Determine the appearance of scaled text values

When you change the scale of a frame, the text inside the frame is also scaled. For example, when you double the size of a text frame, the text also doubles in size; 20-point text increases to 40 points.

David Blatner provides an article about scaled text frames at Making a Magnifying Glass Text Frame in InDesign.

You can change a preferences option to indicate how scaled text appears in panels:

  • By default, with Apply To Content selected, the Font Size boxes in the Control panel and Character panel list the new size of text (such as 40 pt). If you select the Adjust Scaling Percentage option, the Font Size boxes display both the original and the scaled size of the text, such as “20 pt (40).”

  • The scaling values in the Transform panel tell you the horizontal and vertical percentage by which the frame was scaled. By default, with Apply To Content selected, scaling values display at 100% after a text is scaled. If you select the Adjust Scaling Percentage option, the scaling values reflect the scaled frame, so doubling the scale of a frame displays as 200%.

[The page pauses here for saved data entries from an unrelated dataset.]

use async_trait::async_trait;
use haulplan::shared::Coordinate;
use serde::Deserialize;
use tracing::debug;

use crate::provider::{Error, Geocoder, Place};

const SERVICE: &str = "nominatim";

#[derive(Debug, Deserialize)]
struct SearchResult {
    lat: String,
    lon: String,
    display_name: String,
}

#[derive(Debug, Deserialize)]
struct ReverseResult {
    display_name: Option<String>,
}

/// Geocoder backed by a Nominatim instance.
pub struct NominatimGeocoder {
    base_url: String,
    client: reqwest::Client,
}

impl NominatimGeocoder {
    pub fn new(base_url: &str, user_agent: &str, timeout: std::time::Duration) -> Result<Self, reqwest::Error> {
        let client = reqwest::Client::builder()
            .user_agent(user_agent)
            .timeout(timeout)
            .build()?;
        Ok(Self {
            base_url: base_url.trim_end_matches('/').to_string(),
            client,
        })
    }

    async fn get<T: for<'de> Deserialize<'de>>(&self, url: &str) -> Result<T, Error> {
        let response = self
            .client
            .get(url)
            .send()
            .await
            .map_err(|err| Error::from_reqwest(SERVICE, err))?;
        let status = response.status();
        if !status.is_success() {
            let body = response.text().await.unwrap_or_default();
            return Err(Error::Upstream {
                service: SERVICE,
                message: format!("status {status}: {body}"),
            });
        }
        response
            .json()
            .await
            .map_err(|err| Error::from_reqwest(SERVICE, err))
    }
}

#[async_trait]
impl Geocoder for NominatimGeocoder {
    async fn geocode(&self, query: &str) -> Result<Place, Error> {
        let url = format!(
            "{}/search?q={}&format=json&limit=1",
            self.base_url,
            urlencoding::encode(query)
        );
        let results: Vec<SearchResult> = self.get(&url).await?;
        let place = parse_search(results).ok_or_else(|| Error::NotFound(query.to_string()))??;
        debug!("Geocoded \"{query}\" to {}", place.coordinate);
        Ok(place)
    }

    async fn reverse(&self, coordinate: Coordinate) -> Result<Option<String>, Error> {
        let url = format!(
            "{}/reverse?lat={}&lon={}&format=json&zoom=14",
            self.base_url, coordinate.latitude, coordinate.longitude
        );
        let result: ReverseResult = self.get(&url).await?;
        Ok(result.display_name.filter(|name| !name.trim().is_empty()))
    }

    fn name(&self) -> &'static str {
        SERVICE
    }
}

/// The first hit, if any. A hit with unreadable coordinates is a decode error.
fn parse_search(results: Vec<SearchResult>) -> Option<Result<Place, Error>> {
    let result = results.into_iter().next()?;
    let coordinate = match (result.lat.parse(), result.lon.parse()) {
        (Ok(latitude), Ok(longitude)) => Coordinate::new(latitude, longitude),
        _ => {
            return Some(Err(Error::Decode {
                service: SERVICE,
                message: format!("bad coordinates {}, {}", result.lat, result.lon),
            }));
        }
    };
    if !coordinate.is_valid() {
        return Some(Err(Error::Decode {
            service: SERVICE,
            message: format!("coordinates out of range: {coordinate}"),
        }));
    }
    Some(Ok(Place {
        coordinate,
        label: result.display_name,
    }))
}

#[test]
fn search_takes_first_hit() {
    let body = r#"[
        {"lat": "41.8755616", "lon": "-87.6244212", "display_name": "Chicago, Cook County, Illinois, United States"},
        {"lat": "41.0", "lon": "-87.0", "display_name": "Somewhere else"}
    ]"#;
    let results: Vec<SearchResult> = serde_json::from_str(body).unwrap();
    let place = parse_search(results).unwrap().unwrap();
    assert_eq!(place.coordinate, Coordinate::new(41.8755616, -87.6244212));
    assert!(place.label.starts_with("Chicago"));
}

#[test]
fn empty_search_is_no_hit() {
    assert!(parse_search(Vec::new()).is_none());
}

#[test]
fn garbage_coordinates_are_decode_errors() {
    let results = vec![SearchResult {
        lat: "north".into(),
        lon: "-87.0".into(),
        display_name: "Nowhere".into(),
    }];
    assert!(matches!(
        parse_search(results),
        Some(Err(Error::Decode { .. }))
    ));
}

#[test]
fn reverse_without_match_is_none() {
    let result: ReverseResult = serde_json::from_str(r#"{"error": "Unable to geocode"}"#).unwrap();
    assert!(result.display_name.is_none());
}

Tracking scale changes to frames is useful if you have to revert a frame and the text inside it to their original size. It’s useful as well for finding out by how much you changed the size of a frame. To track scale changes to frames and the text inside these frames:

  1. Choose Edit > Preferences > General (Windows) or InDesign > Preferences > General (Mac OS).

  2. Select Adjust Scaling Percentage, and then click OK.

Note the following:

  • The Adjust Scaling Percentage preference applies to frames that you scale after the preference is turned on, not to existing frames.

  • The Adjust Scaling Percentage preference stays with the text. The scaled point size continues to appear in parentheses even if you turn off the Adjust Scaling Percentage preference and scale the frame again.

  • To remove the scaled point size from the Transform panel, choose Redefine Scaling as 100% in the Transform panel. Choosing this option doesn’t change the appearance of the scaled frame.

  • If you edit the text or scale a frame within threaded frames when the Adjust Scaling Percentage preference is selected, the text is scaled, even if it moves to a different frame. However, if Apply To Content is selected, any text that flows to a different frame as a result of editing is no longer scaled.

Skew type

  1. Select text.
  2. In the Character panel, type a numeric value for Skewing  . Positive values slant type to the right; negative values slant type to the left.

Note that applying an angle to type does not produce true italic characters.